# Directions
Search the records below for "SqliteStore"; copy each line that has it.

# Supplied records
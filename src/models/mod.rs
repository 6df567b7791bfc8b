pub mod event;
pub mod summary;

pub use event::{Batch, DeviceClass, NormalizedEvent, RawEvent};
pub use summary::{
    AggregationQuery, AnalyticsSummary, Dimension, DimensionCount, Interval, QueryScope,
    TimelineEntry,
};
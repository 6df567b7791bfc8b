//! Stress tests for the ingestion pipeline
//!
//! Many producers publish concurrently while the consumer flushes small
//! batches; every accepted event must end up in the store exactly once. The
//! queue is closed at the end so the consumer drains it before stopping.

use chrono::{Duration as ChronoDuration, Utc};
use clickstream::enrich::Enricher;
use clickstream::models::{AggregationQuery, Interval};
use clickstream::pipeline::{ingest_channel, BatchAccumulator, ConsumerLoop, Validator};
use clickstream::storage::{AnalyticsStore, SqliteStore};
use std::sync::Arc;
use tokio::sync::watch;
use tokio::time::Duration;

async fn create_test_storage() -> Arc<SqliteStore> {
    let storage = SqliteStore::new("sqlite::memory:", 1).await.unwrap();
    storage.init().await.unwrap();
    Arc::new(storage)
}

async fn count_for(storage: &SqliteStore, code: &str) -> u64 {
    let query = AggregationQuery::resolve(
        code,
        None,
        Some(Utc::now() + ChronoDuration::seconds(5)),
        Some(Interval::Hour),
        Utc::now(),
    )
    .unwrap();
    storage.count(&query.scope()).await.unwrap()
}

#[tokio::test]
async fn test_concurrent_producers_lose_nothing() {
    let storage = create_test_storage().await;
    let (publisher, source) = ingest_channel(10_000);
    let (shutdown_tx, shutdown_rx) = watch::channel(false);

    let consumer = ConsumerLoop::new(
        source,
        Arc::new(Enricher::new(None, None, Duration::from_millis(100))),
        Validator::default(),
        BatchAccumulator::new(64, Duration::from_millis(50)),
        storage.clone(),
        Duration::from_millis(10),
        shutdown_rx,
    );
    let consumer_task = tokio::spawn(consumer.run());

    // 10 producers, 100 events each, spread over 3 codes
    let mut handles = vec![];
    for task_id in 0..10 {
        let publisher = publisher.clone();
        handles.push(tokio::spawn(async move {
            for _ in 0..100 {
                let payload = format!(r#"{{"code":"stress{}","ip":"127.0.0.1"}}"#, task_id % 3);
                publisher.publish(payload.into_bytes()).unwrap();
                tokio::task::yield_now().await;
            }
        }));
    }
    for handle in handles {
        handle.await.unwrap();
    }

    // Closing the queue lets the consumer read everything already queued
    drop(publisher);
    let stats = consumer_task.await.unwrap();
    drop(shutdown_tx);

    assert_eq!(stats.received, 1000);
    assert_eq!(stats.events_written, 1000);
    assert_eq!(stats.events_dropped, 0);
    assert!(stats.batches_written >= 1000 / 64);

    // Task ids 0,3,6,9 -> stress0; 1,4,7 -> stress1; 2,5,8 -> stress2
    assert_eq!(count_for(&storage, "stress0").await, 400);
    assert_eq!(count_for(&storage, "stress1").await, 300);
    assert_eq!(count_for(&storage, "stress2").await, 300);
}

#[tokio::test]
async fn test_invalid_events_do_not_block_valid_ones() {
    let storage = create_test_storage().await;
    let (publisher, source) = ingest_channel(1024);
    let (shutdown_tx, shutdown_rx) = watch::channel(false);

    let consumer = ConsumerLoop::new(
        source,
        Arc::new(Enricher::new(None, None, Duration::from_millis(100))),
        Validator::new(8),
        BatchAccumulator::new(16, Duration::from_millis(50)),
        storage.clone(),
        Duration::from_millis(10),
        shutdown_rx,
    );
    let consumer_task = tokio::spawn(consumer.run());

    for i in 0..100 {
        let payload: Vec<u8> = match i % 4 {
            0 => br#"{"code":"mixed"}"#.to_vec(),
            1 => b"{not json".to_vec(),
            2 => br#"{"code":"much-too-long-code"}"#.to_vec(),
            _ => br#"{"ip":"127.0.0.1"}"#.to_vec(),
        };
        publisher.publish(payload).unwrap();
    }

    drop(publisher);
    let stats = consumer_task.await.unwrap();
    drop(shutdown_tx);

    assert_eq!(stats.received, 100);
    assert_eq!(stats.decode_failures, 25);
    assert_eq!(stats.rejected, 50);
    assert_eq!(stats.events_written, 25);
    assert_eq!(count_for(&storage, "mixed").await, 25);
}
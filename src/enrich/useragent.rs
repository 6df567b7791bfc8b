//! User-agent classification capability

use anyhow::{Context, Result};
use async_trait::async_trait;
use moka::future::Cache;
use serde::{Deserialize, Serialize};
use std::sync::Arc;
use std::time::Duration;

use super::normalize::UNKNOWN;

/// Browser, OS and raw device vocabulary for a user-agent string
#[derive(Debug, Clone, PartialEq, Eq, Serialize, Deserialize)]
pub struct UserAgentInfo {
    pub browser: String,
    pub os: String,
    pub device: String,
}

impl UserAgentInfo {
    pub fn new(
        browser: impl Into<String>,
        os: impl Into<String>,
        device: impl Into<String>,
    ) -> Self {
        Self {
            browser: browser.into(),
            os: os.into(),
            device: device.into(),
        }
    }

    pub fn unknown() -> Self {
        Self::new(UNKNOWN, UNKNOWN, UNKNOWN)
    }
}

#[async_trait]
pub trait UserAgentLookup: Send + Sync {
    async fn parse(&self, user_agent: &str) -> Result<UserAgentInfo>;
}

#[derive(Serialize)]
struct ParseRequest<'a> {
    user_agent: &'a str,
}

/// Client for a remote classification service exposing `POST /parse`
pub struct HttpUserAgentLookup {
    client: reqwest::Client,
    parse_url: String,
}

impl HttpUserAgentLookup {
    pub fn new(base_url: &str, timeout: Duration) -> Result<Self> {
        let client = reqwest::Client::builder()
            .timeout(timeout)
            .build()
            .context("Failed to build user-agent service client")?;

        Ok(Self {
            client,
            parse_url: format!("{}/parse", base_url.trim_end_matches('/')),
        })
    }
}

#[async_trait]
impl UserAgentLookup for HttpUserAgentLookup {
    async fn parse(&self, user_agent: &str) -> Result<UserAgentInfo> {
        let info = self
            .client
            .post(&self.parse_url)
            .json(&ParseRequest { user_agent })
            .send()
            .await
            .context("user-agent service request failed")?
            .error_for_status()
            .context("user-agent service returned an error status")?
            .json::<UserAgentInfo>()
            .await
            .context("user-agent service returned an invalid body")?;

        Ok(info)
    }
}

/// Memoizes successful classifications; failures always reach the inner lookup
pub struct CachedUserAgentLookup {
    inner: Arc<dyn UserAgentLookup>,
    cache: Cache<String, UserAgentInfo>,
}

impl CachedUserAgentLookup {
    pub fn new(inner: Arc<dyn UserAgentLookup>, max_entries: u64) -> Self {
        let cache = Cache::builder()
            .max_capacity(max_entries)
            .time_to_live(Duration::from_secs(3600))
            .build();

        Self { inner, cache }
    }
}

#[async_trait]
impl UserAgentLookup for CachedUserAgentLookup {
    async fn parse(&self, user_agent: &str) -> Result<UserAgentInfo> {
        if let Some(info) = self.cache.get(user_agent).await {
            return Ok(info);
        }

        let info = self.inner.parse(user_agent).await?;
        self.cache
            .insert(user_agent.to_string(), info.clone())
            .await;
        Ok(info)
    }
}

# Exercise result
use clickstream::storage::{AnalyticsStore, SqliteStore};
async fn create_test_storage() -> Arc<SqliteStore> {
    let storage = SqliteStore::new("sqlite::memory:", 1).await.unwrap();
async fn count_for(storage: &SqliteStore, code: &str) -> u64 {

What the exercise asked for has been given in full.